*Task brief*:
While reading the listing below, count how many lines hold the word "IdentityResolver", and answer with the number only.

*Information*:
+ + + + +

//! Checks an asserted commit out and confirms the repository agrees.

use std::path::Path;

use chrono::FixedOffset;
use subaudit_adapters::{VcsClient, VcsError, VcsOperation};
use subaudit_core::{parse_vcs_timestamp, CommitHash, Timestamp, TimestampError};
use thiserror::Error;
use tracing::{debug, warn};

#[derive(Debug, Error)]
pub enum CommitTimeError {
    #[error(transparent)]
    Vcs(#[from] VcsError),
    #[error(transparent)]
    Timestamp(#[from] TimestampError),
}

/// Drop quoting and any trailing `/path` a shell may have added to git output.
pub fn strip_shell_artifacts(output: &str) -> &str {
    let first_line = output.lines().next().unwrap_or_default().trim();
    let unquoted = first_line.trim_matches(|c| c == '\'' || c == '"');
    unquoted.split('/').next().unwrap_or_default().trim()
}

/// Check out `commit` and compare the resolved head with it.
///
/// On success the clone is tagged with `tag`. Any VCS failure is a `false`.
pub fn validate_commit(vcs: &dyn VcsClient, repo_path: &Path, commit: &CommitHash, tag: &str) -> bool {
    let checkout = VcsOperation::Checkout {
        commit: commit.as_str().to_string(),
    };
    if let Err(err) = vcs.execute(repo_path, &checkout) {
        debug!(commit = %commit, error = %err, "checkout failed");
        return false;
    }
    let head = match vcs.execute(repo_path, &VcsOperation::ShowHead) {
        Ok(head) => head,
        Err(err) => {
            warn!(commit = %commit, error = %err, "could not read back checked-out commit");
            return false;
        }
    };
    if strip_shell_artifacts(&head) != commit.as_str() {
        return false;
    }

    let tag_op = VcsOperation::Tag {
        name: tag.to_string(),
    };
    if let Err(err) = vcs.execute(repo_path, &tag_op) {
        warn!(commit = %commit, tag, error = %err, "tagging validated commit failed");
    }
    true
}

/// Committer time of `commit`, shifted into `reference`.
pub fn commit_time(
    vcs: &dyn VcsClient,
    repo_path: &Path,
    commit: &CommitHash,
    reference: FixedOffset,
) -> Result<Timestamp, CommitTimeError> {
    let raw = vcs.execute(
        repo_path,
        &VcsOperation::ShowCommitTime {
            commit: commit.as_str().to_string(),
        },
    )?;
    Ok(parse_vcs_timestamp(&raw, reference)?)
}
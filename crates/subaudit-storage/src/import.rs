//! Tab-separated roster and team exports from the learning platform.

use std::path::Path;

use subaudit_core::{Roster, RosterColumns, RosterEntry, TeamRoster};
use tracing::{info, warn};

use crate::{read_text_file, RecordStore, StoreError};

const IMPORT_HINT: &str = "export it from the learning platform";
const DEFAULT_TEAM: &str = "None";

pub fn parse_roster(text: &str, columns: RosterColumns) -> Roster {
    let mut roster = Roster::default();
    for (index, line) in text.lines().enumerate() {
        let line = line.trim_end_matches(['\r', '\n']);
        if line.trim().is_empty() {
            continue;
        }
        let fields: Vec<&str> = line.split('\t').map(str::trim).collect();
        if fields.len() < 3 {
            warn!(line = index + 1, content = line, "skipping roster line with fewer than 3 columns");
            continue;
        }
        let (platform_id, account_id) = match columns {
            RosterColumns::NameAccountPlatform => (fields[2], fields[1]),
            RosterColumns::NamePlatformAccount => (fields[1], fields[2]),
        };
        roster.insert(RosterEntry {
            platform_id: platform_id.to_string(),
            account_id: account_id.to_string(),
            display_name: fields[0].to_string(),
        });
    }
    roster
}

/// `account \t <unused> \t team`; a missing team column means team `"None"`.
pub fn parse_teams(text: &str) -> TeamRoster {
    let mut teams = TeamRoster::default();
    for line in text.lines() {
        let line = line.trim_end_matches(['\r', '\n']);
        if line.trim().is_empty() {
            continue;
        }
        let fields: Vec<&str> = line.split('\t').map(str::trim).collect();
        let account = fields[0];
        if account.is_empty() {
            continue;
        }
        let team = fields
            .get(2)
            .copied()
            .filter(|team| !team.is_empty())
            .unwrap_or(DEFAULT_TEAM);
        teams.insert(account, team);
    }
    teams
}

impl RecordStore {
    /// Replace the record store and alias index with the contents of `input`.
    pub fn import_roster(
        &self,
        input: &Path,
        columns: RosterColumns,
    ) -> Result<Roster, StoreError> {
        let text = read_text_file(input, IMPORT_HINT)?;
        let roster = parse_roster(&text, columns);
        self.save_roster(&roster)?;
        info!(
            input = %input.display(),
            students = roster.records.len(),
            "roster imported"
        );
        Ok(roster)
    }

    pub fn import_teams(&self, input: &Path) -> Result<TeamRoster, StoreError> {
        let text = read_text_file(input, IMPORT_HINT)?;
        let teams = parse_teams(&text);
        self.save_teams(&teams)?;
        info!(
            input = %input.display(),
            teams = teams.members.len(),
            "team list imported"
        );
        Ok(teams)
    }
}
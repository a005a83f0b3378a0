//! Maps roster entries to submission folders and accounts to repository suffixes.

use subaudit_core::{GradingMode, Roster, RosterEntry, TeamRoster};
use thiserror::Error;

#[derive(Debug, Clone, PartialEq, Eq, Error)]
pub enum IdentityError {
    #[error("{0} is not in the roster")]
    NotInRoster(String),
    #[error("no team found for {0}")]
    UnknownTeam(String),
    #[error("no member of {0} uploaded a group submission")]
    NoGroupSubmission(String),
}

#[derive(Debug, Clone)]
pub struct IdentityResolver {
    mode: GradingMode,
    teams: Option<TeamRoster>,
}

impl IdentityResolver {
    pub fn individual() -> Self {
        Self {
            mode: GradingMode::Individual,
            teams: None,
        }
    }

    pub fn team(teams: TeamRoster) -> Self {
        Self {
            mode: GradingMode::Team,
            teams: Some(teams),
        }
    }

    pub fn mode(&self) -> GradingMode {
        self.mode
    }

    pub fn teams(&self) -> Option<&TeamRoster> {
        self.teams.as_ref()
    }

    /// The account itself in individual mode, its team otherwise.
    ///
    /// An id that already names a team resolves to itself.
    pub fn resolve_repo_suffix(&self, entity_id: &str) -> Result<String, IdentityError> {
        match (self.mode, &self.teams) {
            (GradingMode::Individual, _) => Ok(entity_id.to_string()),
            (GradingMode::Team, Some(teams)) if teams.is_team(entity_id) => {
                Ok(entity_id.to_string())
            }
            (GradingMode::Team, Some(teams)) => teams
                .team_of(entity_id)
                .map(str::to_string)
                .ok_or_else(|| IdentityError::UnknownTeam(entity_id.to_string())),
            (GradingMode::Team, None) => Err(IdentityError::UnknownTeam(entity_id.to_string())),
        }
    }

    pub fn folder_name_for(entry: &RosterEntry) -> String {
        format!("{}({})", entry.display_name, entry.platform_id)
    }

    pub fn entry_for(roster: &Roster, account_id: &str) -> Result<RosterEntry, IdentityError> {
        roster
            .entry_for_account(account_id)
            .ok_or_else(|| IdentityError::NotInRoster(account_id.to_string()))
    }

    /// Teams to process, in order: the whitelist when given, otherwise every team.
    pub fn expand_teams(&self, whitelist: Option<&[String]>) -> Vec<String> {
        match (whitelist, &self.teams) {
            (Some(ids), _) => ids.to_vec(),
            (None, Some(teams)) => teams.team_ids().map(str::to_string).collect(),
            (None, None) => Vec::new(),
        }
    }

    /// Accounts to process, in order.
    ///
    /// Individual mode takes the whitelist as accounts. Team mode takes it as
    /// team ids and expands each into its members. Without a whitelist every
    /// account (or every team) is used.
    pub fn expand_accounts(&self, roster: &Roster, whitelist: Option<&[String]>) -> Vec<String> {
        match (self.mode, &self.teams) {
            (GradingMode::Team, Some(teams)) => {
                let mut accounts = Vec::new();
                for team_id in self.expand_teams(whitelist) {
                    for member in teams.members(&team_id).unwrap_or_default() {
                        if !accounts.contains(member) {
                            accounts.push(member.clone());
                        }
                    }
                }
                accounts
            }
            _ => match whitelist {
                Some(ids) => ids.to_vec(),
                None => roster.accounts().map(str::to_string).collect(),
            },
        }
    }

    /// Roster entries for a team's members; members who left the roster are dropped.
    pub fn team_entries(&self, roster: &Roster, team_id: &str) -> Result<Vec<RosterEntry>, IdentityError> {
        let members = self
            .teams
            .as_ref()
            .and_then(|teams| teams.members(team_id))
            .ok_or_else(|| IdentityError::UnknownTeam(team_id.to_string()))?;
        Ok(members
            .iter()
            .filter_map(|account| roster.entry_for_account(account))
            .collect())
    }
}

+ + + + +

*Task solution*:
2